[Records from a collection]
▬▬▬
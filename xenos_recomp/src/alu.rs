//! Lowering for the fused vector+scalar ALU instructions.

use tracing::warn;
use xenos_shader::code::{export, Alu, AluScalarOpcode, AluVectorOpcode};

use crate::{ErrorImpl, Recompiler, SWIZZLES};

/// The seven positional operand slots an ALU instruction can read.
#[derive(Copy, Clone, Debug, PartialEq, Eq)]
enum Slot {
    Vector0,
    Vector1,
    Vector2,
    Scalar0,
    Scalar1,
    ScalarConstant0,
    ScalarConstant1,
}

/// A formatted source operand and the width it expands to.
struct Operand {
    expression: String,
    components: u32,
}
impl ControlFlow {
    /// Splits a 96-bit slot into its two packed 48-bit values.
    pub fn unpack_pair(words: [u32; 3]) -> (u64, u64) {
        let low = u64::from(words[0]) | u64::from(words[1] & 0xFFFF) << 32;
        let high = u64::from(words[1] >> 16) | u64::from(words[2]) << 16;
        (low, high)
    }

    /// Decodes both instructions of a control-flow slot.
    pub fn decode_slot(words: [u32; 3]) -> [Self; 2] {
        let (low, high) = Self::unpack_pair(words);
        [Self::decode(low), Self::decode(high)]
    }

    /// Decodes one 48-bit control-flow value. The opcode lives in the top
    /// nibble; every opcode value is defined so decoding cannot fail.
    pub fn decode(word: u64) -> Self {
        let exec = || ExecCf {
            address: bits(word, 0, 12),
            count: bits(word, 12, 3),
            sequence: bits(word, 16, 12),
            is_yield: bit(word, 15),
            is_predicate_clean: bit(word, 41),
        };

        let cond_exec = || CondExecCf {
            address: bits(word, 0, 12),
            count: bits(word, 12, 3),
            sequence: bits(word, 16, 12),
            bool_address: bits(word, 34, 8),
            condition: bit(word, 42),
        };

        let cond_exec_pred = || CondExecPredCf {
            address: bits(word, 0, 12),
            count: bits(word, 12, 3),
            sequence: bits(word, 16, 12),
            is_predicate_clean: bit(word, 41),
            condition: bit(word, 42),
        };

        match ControlFlowOpcode::from_u32(bits(word, 44, 4)) {
            ControlFlowOpcode::Nop => Self::Nop,
            ControlFlowOpcode::Exec => Self::Exec(exec()),
            ControlFlowOpcode::ExecEnd => Self::ExecEnd(exec()),
            ControlFlowOpcode::CondExec => Self::CondExec(cond_exec()),
            ControlFlowOpcode::CondExecEnd => Self::CondExecEnd(cond_exec()),
            ControlFlowOpcode::CondExecPred => Self::CondExecPred(cond_exec_pred()),
            ControlFlowOpcode::CondExecPredEnd => Self::CondExecPredEnd(cond_exec_pred()),
            ControlFlowOpcode::LoopStart => Self::LoopStart(LoopStartCf {
                address: bits(word, 0, 13),
                is_repeat: bit(word, 13),
                loop_id: bits(word, 16, 5),
            }),
            ControlFlowOpcode::LoopEnd => Self::LoopEnd(LoopEndCf {
                address: bits(word, 0, 13),
                loop_id: bits(word, 16, 5),
                is_predicated_break: bit(word, 21),
                condition: bit(word, 42),
            }),
            ControlFlowOpcode::CondCall => Self::CondCall(CondCallCf {
                address: bits(word, 0, 13),
                is_unconditional: bit(word, 13),
                is_predicated: bit(word, 14),
                bool_address: bits(word, 34, 8),
                condition: bit(word, 42),
            }),
            ControlFlowOpcode::Return => Self::Return,
            ControlFlowOpcode::CondJmp => Self::CondJmp(CondJmpCf {
                address: bits(word, 0, 13),
                is_unconditional: bit(word, 13),
                is_predicated: bit(word, 14),
                direction: bit(word, 33),
                bool_address: bits(word, 34, 8),
                condition: bit(word, 42),
            }),
            ControlFlowOpcode::Alloc => Self::Alloc(AllocCf {
                size: bits(word, 0, 3),
                alloc_type: bits(word, 41, 2),
            }),
            ControlFlowOpcode::CondExecPredClean => Self::CondExecPredClean(cond_exec()),
            ControlFlowOpcode::CondExecPredCleanEnd => Self::CondExecPredCleanEnd(cond_exec()),
            ControlFlowOpcode::MarkVsFetchDone => Self::MarkVsFetchDone,
        }
    }

    pub const fn opcode(&self) -> ControlFlowOpcode {
        match self {
            Self::Nop => ControlFlowOpcode::Nop,
            Self::Exec(_) => ControlFlowOpcode::Exec,
            Self::ExecEnd(_) => ControlFlowOpcode::ExecEnd,
            Self::CondExec(_) => ControlFlowOpcode::CondExec,
            Self::CondExecEnd(_) => ControlFlowOpcode::CondExecEnd,
            Self::CondExecPred(_) => ControlFlowOpcode::CondExecPred,
            Self::CondExecPredEnd(_) => ControlFlowOpcode::CondExecPredEnd,
            Self::LoopStart(_) => ControlFlowOpcode::LoopStart,
            Self::LoopEnd(_) => ControlFlowOpcode::LoopEnd,
            Self::CondCall(_) => ControlFlowOpcode::CondCall,
            Self::Return => ControlFlowOpcode::Return,
            Self::CondJmp(_) => ControlFlowOpcode::CondJmp,
            Self::Alloc(_) => ControlFlowOpcode::Alloc,
            Self::CondExecPredClean(_) => ControlFlowOpcode::CondExecPredClean,
            Self::CondExecPredCleanEnd(_) => ControlFlowOpcode::CondExecPredCleanEnd,
            Self::MarkVsFetchDone => ControlFlowOpcode::MarkVsFetchDone,
        }
    }

    /// Address, count and sequence of an instruction that executes a block of
    /// co-issued data instructions.
    pub const fn exec_block(&self) -> Option<(u32, u32, u32)> {
        match self {
            Self::Exec(cf) | Self::ExecEnd(cf) => Some((cf.address, cf.count, cf.sequence)),
            Self::CondExec(cf)
            | Self::CondExecEnd(cf)
            | Self::CondExecPredClean(cf)
            | Self::CondExecPredCleanEnd(cf) => Some((cf.address, cf.count, cf.sequence)),
            Self::CondExecPred(cf) | Self::CondExecPredEnd(cf) => {
                Some((cf.address, cf.count, cf.sequence))
            }
            _ => None,
        }
    }

    /// Whether this instruction ends the program.
    ///
    /// `CondExecPredCleanEnd` deliberately does not terminate; see DESIGN.md.
    pub const fn terminates(&self) -> bool {
        matches!(
            self,
            Self::ExecEnd(_) | Self::CondExecEnd(_) | Self::CondExecPredEnd(_)
        )
    }
}

/// Classifies the co-issued data instructions of an exec block.
///
/// Bit `2i` of the 12-bit sequence selects a fetch (set) over an ALU (clear)
/// for the i-th instruction; the field is consumed two bits at a time.
#[derive(Clone, Debug)]
pub struct CoIssue {
    sequence: u32,
    remaining: u32,
}

impl CoIssue {
    pub fn new(sequence: u32, count: u32) -> Self {
        Self {
            sequence,
            remaining: count,
        }
    }
}

impl Iterator for CoIssue {
    /// `true` when the instruction is a fetch.
    type Item = bool;

    fn next(&mut self) -> Option<bool> {
        if self.remaining == 0 {
            return None;
        }

        let is_fetch = self.sequence & 1 != 0;
        self.sequence >>= 2;
        self.remaining -= 1;
        Some(is_fetch)
    }
}

#[derive(Copy, Clone, Debug, PartialEq, Eq, Hash)]
pub enum FetchOpcode {
    VertexFetch,
    TextureFetch,
    GetTextureBorderColorFrac,
    GetTextureComputedLod,
    GetTextureGradients,
    GetTextureWeights,
    SetTextureLod,
    SetTextureGradientsHorz,
    SetTextureGradientsVert,
}

impl FetchOpcode {
    pub fn from_u32(value: u32) -> Option<Self> {
        Some(match value {
            0 => Self::VertexFetch,
            1 => Self::TextureFetch,
            16 => Self::GetTextureBorderColorFrac,
            17 => Self::GetTextureComputedLod,
            18 => Self::GetTextureGradients,
            19 => Self::GetTextureWeights,
            24 => Self::SetTextureLod,
            25 => Self::SetTextureGradientsHorz,
            26 => Self::SetTextureGradientsVert,
            _ => return None,
        })
    }
}

#[derive(Copy, Clone, Debug, PartialEq, Eq, Hash)]
pub enum TextureDimension {
    Texture1D,
    Texture2D,
    Texture3D,
    Cube,
}

/// A load from a vertex stream.
#[derive(Copy, Clone, Debug, PartialEq, Eq)]
pub struct VertexFetch {
    pub src_register: u32,
    pub src_swizzle: u32,
    pub dst_register: u32,
    pub dst_swizzle: u32,
    pub const_index: u32,
    pub format: u32,
    pub exp_adjust: i32,
    pub stride: u32,
    pub offset: i32,
    pub is_mini_fetch: bool,
    pub is_predicated: bool,
    pub predicate_condition: bool,
}
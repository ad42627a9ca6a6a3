//! API Routes Module
//!
//! This module organizes all HTTP endpoints into logical groups:
//! - `domain_configuration`: Web2 DNS configuration and availability
//! - `email_security`: SPF/DKIM/DMARC/MTA-STS/TLS-RPT analysis
//! - `icp_check`: Internet Computer custom-domain verification
//! - `unstoppable_check`: Unstoppable Domains (blockchain TLD) checks
//! - `dns_lookup`: Single-record-type DNS lookups
//! - `health`: Health check endpoint

pub mod dns_lookup;
pub mod domain_configuration;
pub mod email_security;
pub mod health;
pub mod icp_check;
pub mod unstoppable_check;

use crate::AppState;
use axum::{
    routing::{get, post},
    Router,
};
use std::sync::Arc;

/// Build all API routes and return a configured Router
pub fn build_routes(state: Arc<AppState>) -> Router {
    Router::new()
        .route(
            "/api/domain-configuration",
            post(domain_configuration::domain_configuration_handler),
        )
        .route("/api/email-security", post(email_security::email_security_handler))
        .route("/api/icp-check", post(icp_check::icp_check_handler))
        .route(
            "/api/unstoppable-check",
            post(unstoppable_check::unstoppable_check_handler),
        )
        .route("/api/dns-lookup", post(dns_lookup::dns_lookup_handler))
        .route("/health", get(health::health_handler))
        .with_state(state)
}

#[cfg(test)]
mod tests {
    use super::*;
    use crate::config::AppConfig;
    use axum::body::Body;
    use axum::http::{header, Request, StatusCode};
    use http_body_util::BodyExt;
    use pretty_assertions::assert_eq;
    use serde_json::{json, Value};
    use tower::ServiceExt;

    /// Router whose outbound lookups all point at an unreachable resolver,
    /// so every upstream call fails fast and degrades.
    fn offline_router() -> axum::Router {
        let mut config = AppConfig::default();
        config.lookup.http_timeout_secs = 1;
        config.lookup.doh_primary = "http://127.0.0.1:1/resolve".to_string();
        config.lookup.doh_secondary = "http://127.0.0.1:1/dns-query".to_string();
        config.lookup.whois_endpoint = "http://127.0.0.1:1/whois".to_string();
        config.lookup.dashboard_endpoint = "http://127.0.0.1:1".to_string();

        let state = crate::AppState::new(config).unwrap();
        build_routes(Arc::new(state))
    }

    fn post_json(uri: &str, body: Value) -> Request<Body> {
        Request::builder()
            .method("POST")
            .uri(uri)
            .header(header::CONTENT_TYPE, "application/json")
            .body(Body::from(body.to_string()))
            .unwrap()
    }

    async fn body_json(response: axum::response::Response) -> Value {
        let bytes = response.into_body().collect().await.unwrap().to_bytes();
        serde_json::from_slice(&bytes).unwrap()
    }

    #[tokio::test]
    async fn test_health_route() {
        let response = offline_router()
            .oneshot(Request::builder().uri("/health").body(Body::empty()).unwrap())
            .await
            .unwrap();
        assert_eq!(response.status(), StatusCode::OK);

        let body = body_json(response).await;
        assert_eq!(body["status"], "healthy");
    }

    #[tokio::test]
    async fn test_email_security_missing_domain_is_400() {
        let response = offline_router()
            .oneshot(post_json("/api/email-security", json!({})))
            .await
            .unwrap();
        assert_eq!(response.status(), StatusCode::BAD_REQUEST);

        let body = body_json(response).await;
        assert!(body.get("error").is_some());
    }

    #[tokio::test]
    async fn test_email_security_blank_domain_is_400() {
        let response = offline_router()
            .oneshot(post_json("/api/email-security", json!({ "domain": "   " })))
            .await
            .unwrap();
        assert_eq!(response.status(), StatusCode::BAD_REQUEST);

        let body = body_json(response).await;
        assert_eq!(body["error"], "Invalid domain provided");
    }

    #[tokio::test]
    async fn test_email_security_degrades_to_zero_score() {
        // With no reachable resolver, every lookup degrades to "not found"
        // and the route still answers 200 with an empty report.
        let response = offline_router()
            .oneshot(post_json("/api/email-security", json!({ "domain": "example.com" })))
            .await
            .unwrap();
        assert_eq!(response.status(), StatusCode::OK);

        let body = body_json(response).await;
        assert_eq!(body["hasMxRecords"], false);
        assert_eq!(body["spf"]["exists"], false);
        assert_eq!(body["dmarc"]["exists"], false);
        assert_eq!(body["securityScore"]["score"], 0);
        assert_eq!(body["securityScore"]["rating"], "Poor");
        assert_eq!(body["status"], "success");
    }

    #[tokio::test]
    async fn test_icp_check_rejects_bad_canister_id() {
        let response = offline_router()
            .oneshot(post_json(
                "/api/icp-check",
                json!({ "domain": "example.com", "canisterId": "not a canister" }),
            ))
            .await
            .unwrap();
        assert_eq!(response.status(), StatusCode::BAD_REQUEST);

        let body = body_json(response).await;
        assert!(body["error"].as_str().unwrap().contains("Invalid canister ID format"));
    }

    #[tokio::test]
    async fn test_unstoppable_check_route() {
        let response = offline_router()
            .oneshot(post_json(
                "/api/unstoppable-check",
                json!({ "domain": "Mysite.CRYPTO" }),
            ))
            .await
            .unwrap();
        assert_eq!(response.status(), StatusCode::OK);

        let body = body_json(response).await;
        assert_eq!(body["domain"], "mysite.crypto");
        assert_eq!(body["isUnstoppableDomain"], true);
        assert_eq!(body["domainAvailability"]["available"], true);
        assert!(body["dnsConfig"]["namecheap"]["records"].is_array());
        assert!(body["web3Checks"]["summary"]["recommendations"].is_array());
        assert_eq!(body["status"], "success");
    }
}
▬▬▬
> [INSTRUCTIONS TO FOLLOW] Answer with one number only, the count of lines in the entries above that hold the string "VertexFetch".

> [RESPONSE TO THIS TASK] 3